Content starts
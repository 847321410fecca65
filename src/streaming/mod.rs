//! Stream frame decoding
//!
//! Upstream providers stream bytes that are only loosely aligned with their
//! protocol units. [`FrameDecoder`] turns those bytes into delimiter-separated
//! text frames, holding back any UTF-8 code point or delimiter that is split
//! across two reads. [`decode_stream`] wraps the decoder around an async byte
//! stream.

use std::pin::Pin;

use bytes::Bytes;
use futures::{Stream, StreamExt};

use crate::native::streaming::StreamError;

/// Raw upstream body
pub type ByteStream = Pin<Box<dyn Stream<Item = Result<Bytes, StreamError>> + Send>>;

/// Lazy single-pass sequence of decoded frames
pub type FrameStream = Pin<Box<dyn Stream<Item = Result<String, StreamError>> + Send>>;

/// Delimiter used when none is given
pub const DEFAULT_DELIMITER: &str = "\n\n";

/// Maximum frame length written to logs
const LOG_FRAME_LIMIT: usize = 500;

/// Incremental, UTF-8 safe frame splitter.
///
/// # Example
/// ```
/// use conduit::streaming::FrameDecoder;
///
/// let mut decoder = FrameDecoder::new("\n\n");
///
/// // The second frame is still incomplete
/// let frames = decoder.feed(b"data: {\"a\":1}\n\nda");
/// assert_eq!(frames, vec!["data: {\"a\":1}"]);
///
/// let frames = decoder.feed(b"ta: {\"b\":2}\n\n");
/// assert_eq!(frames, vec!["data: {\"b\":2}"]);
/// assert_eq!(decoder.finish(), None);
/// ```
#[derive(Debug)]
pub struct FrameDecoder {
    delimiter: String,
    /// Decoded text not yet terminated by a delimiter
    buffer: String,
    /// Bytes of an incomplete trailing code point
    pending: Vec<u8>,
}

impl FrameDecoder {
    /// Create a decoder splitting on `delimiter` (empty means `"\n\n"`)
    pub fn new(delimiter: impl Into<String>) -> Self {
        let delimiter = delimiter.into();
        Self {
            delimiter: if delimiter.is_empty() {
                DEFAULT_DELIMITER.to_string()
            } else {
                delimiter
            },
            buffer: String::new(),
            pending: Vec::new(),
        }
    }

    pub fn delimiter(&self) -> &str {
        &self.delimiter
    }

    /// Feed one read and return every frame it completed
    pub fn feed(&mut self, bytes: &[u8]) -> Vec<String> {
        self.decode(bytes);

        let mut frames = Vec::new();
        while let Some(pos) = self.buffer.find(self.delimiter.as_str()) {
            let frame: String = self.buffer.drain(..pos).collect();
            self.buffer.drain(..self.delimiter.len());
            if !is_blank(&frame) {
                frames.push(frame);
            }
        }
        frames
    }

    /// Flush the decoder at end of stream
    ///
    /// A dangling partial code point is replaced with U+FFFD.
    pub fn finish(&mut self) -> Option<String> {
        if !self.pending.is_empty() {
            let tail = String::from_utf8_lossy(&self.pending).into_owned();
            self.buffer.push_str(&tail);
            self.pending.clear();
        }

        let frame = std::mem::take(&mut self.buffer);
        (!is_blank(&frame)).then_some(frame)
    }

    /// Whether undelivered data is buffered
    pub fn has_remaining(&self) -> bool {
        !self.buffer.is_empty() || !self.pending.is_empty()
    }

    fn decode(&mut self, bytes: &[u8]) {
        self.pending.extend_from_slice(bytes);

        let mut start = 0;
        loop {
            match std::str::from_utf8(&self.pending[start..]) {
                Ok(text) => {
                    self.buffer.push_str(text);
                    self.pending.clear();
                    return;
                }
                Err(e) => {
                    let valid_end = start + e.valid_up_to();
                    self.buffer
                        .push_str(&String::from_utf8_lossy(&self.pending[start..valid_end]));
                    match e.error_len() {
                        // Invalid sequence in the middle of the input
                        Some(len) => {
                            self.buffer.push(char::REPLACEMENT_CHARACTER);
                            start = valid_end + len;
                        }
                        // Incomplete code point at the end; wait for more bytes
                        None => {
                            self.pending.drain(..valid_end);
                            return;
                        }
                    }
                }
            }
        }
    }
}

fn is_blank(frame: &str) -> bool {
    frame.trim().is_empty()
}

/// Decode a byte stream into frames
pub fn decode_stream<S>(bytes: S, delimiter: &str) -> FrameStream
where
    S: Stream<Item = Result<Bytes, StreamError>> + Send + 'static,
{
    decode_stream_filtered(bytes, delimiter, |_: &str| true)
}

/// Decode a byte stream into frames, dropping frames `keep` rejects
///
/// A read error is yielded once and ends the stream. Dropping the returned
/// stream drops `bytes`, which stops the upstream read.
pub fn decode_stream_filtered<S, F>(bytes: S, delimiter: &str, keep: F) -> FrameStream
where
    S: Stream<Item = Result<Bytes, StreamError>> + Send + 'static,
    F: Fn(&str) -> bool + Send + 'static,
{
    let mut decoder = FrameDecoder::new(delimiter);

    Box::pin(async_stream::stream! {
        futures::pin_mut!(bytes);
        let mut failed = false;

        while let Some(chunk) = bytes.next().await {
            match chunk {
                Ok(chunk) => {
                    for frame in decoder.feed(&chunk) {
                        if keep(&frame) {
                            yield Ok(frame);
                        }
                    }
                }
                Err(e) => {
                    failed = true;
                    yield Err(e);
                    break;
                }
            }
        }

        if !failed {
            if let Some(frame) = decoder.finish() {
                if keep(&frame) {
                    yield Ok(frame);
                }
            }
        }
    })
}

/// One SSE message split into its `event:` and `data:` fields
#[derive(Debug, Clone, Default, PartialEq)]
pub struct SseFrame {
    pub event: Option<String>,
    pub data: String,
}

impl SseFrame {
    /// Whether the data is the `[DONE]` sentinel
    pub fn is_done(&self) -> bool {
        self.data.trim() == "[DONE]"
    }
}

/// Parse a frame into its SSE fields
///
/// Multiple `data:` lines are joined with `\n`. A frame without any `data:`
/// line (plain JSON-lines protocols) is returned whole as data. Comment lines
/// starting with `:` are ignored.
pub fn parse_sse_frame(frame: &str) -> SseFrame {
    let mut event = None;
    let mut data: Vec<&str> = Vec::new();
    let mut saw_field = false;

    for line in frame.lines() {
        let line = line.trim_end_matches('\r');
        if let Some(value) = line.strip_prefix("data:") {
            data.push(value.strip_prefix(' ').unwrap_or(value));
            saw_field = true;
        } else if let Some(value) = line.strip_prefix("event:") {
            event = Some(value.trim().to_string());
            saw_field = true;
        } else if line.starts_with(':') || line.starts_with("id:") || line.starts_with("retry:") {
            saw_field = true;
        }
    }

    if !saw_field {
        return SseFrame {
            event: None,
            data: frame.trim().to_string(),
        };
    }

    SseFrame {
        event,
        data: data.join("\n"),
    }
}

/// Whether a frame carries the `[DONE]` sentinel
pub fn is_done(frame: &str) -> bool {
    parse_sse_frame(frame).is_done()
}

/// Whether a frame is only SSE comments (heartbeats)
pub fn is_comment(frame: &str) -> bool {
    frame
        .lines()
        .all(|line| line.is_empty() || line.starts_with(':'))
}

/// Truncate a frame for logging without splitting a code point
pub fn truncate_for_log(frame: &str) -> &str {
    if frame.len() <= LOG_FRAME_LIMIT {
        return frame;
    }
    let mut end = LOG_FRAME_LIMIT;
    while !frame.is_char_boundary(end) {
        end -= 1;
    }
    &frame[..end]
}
Content ends
Content starts
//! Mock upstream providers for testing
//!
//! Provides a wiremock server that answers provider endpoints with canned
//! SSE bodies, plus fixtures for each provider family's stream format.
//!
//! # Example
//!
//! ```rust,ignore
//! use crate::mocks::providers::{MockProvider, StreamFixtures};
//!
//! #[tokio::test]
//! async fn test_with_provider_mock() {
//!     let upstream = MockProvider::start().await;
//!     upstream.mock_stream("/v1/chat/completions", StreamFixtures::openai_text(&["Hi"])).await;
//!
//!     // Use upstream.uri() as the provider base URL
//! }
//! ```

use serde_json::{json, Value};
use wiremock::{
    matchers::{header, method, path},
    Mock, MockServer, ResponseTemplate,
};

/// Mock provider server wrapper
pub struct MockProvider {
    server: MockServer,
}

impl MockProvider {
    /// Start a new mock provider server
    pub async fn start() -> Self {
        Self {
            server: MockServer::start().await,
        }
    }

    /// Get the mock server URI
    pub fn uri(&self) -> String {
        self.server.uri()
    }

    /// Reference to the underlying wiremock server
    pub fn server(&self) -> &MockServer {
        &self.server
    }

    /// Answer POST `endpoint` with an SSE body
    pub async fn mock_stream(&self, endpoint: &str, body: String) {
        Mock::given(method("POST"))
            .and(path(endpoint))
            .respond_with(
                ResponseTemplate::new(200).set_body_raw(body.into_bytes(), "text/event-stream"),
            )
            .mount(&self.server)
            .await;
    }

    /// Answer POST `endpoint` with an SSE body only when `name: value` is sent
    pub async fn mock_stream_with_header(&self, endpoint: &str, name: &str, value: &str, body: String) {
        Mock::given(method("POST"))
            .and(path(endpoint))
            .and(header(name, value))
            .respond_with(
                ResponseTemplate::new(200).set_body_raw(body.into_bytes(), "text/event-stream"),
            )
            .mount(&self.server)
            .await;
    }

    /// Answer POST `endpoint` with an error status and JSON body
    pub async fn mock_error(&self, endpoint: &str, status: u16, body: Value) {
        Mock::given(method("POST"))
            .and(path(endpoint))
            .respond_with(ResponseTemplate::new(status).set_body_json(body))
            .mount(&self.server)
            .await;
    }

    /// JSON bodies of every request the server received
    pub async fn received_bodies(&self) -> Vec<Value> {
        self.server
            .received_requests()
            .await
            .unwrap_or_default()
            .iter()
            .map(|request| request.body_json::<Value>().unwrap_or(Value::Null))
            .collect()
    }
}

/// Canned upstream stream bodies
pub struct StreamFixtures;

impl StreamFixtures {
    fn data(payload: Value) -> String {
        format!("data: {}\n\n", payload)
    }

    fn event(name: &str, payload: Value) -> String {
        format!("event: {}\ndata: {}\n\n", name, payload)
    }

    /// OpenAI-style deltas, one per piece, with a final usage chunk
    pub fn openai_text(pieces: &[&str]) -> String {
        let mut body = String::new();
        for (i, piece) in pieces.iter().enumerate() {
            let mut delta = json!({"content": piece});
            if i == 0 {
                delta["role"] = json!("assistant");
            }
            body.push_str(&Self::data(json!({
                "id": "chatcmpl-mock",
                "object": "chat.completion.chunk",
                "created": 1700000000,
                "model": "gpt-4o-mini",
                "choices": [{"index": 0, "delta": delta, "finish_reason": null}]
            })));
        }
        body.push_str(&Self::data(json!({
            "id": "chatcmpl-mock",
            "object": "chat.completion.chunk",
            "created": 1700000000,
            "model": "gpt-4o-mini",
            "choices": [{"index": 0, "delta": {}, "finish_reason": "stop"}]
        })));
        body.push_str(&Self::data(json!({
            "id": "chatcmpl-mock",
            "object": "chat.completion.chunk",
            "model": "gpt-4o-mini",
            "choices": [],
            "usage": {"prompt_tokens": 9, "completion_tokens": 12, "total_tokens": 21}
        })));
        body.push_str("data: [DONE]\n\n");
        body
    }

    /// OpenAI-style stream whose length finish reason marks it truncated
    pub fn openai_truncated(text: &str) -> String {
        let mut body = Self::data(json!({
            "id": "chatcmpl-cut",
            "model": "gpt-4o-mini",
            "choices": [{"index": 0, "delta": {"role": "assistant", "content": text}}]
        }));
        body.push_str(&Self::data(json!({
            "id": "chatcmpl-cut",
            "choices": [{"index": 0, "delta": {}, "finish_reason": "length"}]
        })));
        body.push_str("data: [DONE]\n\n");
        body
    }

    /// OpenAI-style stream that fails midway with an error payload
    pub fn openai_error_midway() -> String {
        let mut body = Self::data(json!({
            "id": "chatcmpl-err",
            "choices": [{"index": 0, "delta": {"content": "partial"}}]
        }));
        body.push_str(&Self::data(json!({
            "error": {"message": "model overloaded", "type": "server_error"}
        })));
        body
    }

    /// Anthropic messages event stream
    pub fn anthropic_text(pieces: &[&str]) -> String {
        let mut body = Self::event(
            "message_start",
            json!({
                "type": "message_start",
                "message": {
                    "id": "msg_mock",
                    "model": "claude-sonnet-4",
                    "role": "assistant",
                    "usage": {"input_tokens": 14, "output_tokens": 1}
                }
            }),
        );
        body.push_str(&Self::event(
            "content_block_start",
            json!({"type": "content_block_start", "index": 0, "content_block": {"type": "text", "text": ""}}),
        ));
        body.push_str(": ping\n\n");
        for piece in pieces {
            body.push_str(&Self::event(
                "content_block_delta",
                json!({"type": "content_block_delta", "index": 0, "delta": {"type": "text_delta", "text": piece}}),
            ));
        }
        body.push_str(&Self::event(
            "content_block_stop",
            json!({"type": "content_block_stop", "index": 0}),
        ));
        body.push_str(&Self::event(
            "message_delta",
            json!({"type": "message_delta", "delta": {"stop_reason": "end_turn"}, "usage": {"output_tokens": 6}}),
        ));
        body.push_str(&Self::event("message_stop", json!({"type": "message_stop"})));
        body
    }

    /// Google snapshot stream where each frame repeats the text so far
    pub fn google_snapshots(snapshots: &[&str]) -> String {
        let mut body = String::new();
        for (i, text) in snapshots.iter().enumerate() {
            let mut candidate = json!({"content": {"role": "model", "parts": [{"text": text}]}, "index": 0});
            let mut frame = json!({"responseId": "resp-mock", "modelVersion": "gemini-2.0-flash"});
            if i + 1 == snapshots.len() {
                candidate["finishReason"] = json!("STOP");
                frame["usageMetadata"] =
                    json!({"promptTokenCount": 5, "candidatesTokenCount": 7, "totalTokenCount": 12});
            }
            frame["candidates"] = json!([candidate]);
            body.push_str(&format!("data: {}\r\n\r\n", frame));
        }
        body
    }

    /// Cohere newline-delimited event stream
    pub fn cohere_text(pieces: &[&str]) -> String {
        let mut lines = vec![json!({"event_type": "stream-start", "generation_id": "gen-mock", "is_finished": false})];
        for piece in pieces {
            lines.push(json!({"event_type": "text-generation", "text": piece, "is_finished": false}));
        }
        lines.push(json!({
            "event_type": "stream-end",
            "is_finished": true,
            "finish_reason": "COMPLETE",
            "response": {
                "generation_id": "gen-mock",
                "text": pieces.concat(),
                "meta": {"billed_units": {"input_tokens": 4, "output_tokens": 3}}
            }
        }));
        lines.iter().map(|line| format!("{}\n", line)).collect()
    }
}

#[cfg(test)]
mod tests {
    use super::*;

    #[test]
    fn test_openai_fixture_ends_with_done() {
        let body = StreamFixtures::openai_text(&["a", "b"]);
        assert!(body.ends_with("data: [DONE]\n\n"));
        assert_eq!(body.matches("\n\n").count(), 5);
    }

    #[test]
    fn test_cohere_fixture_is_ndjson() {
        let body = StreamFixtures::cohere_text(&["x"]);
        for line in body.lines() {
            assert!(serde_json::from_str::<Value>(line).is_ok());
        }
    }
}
Content ends
▸ **Your goal**: All lines in the listing above between the line with "repository 847321410fecca65" and the line with "that is split", inclusive, should be set down exactly, and no line outside that range.

▸ **Answer box**:
repository 847321410fecca65
filename src/streaming/mod.rs
//! Stream frame decoding
//!
//! Upstream providers stream bytes that are only loosely aligned with their
//! protocol units. [`FrameDecoder`] turns those bytes into delimiter-separated
//! text frames, holding back any UTF-8 code point or delimiter that is split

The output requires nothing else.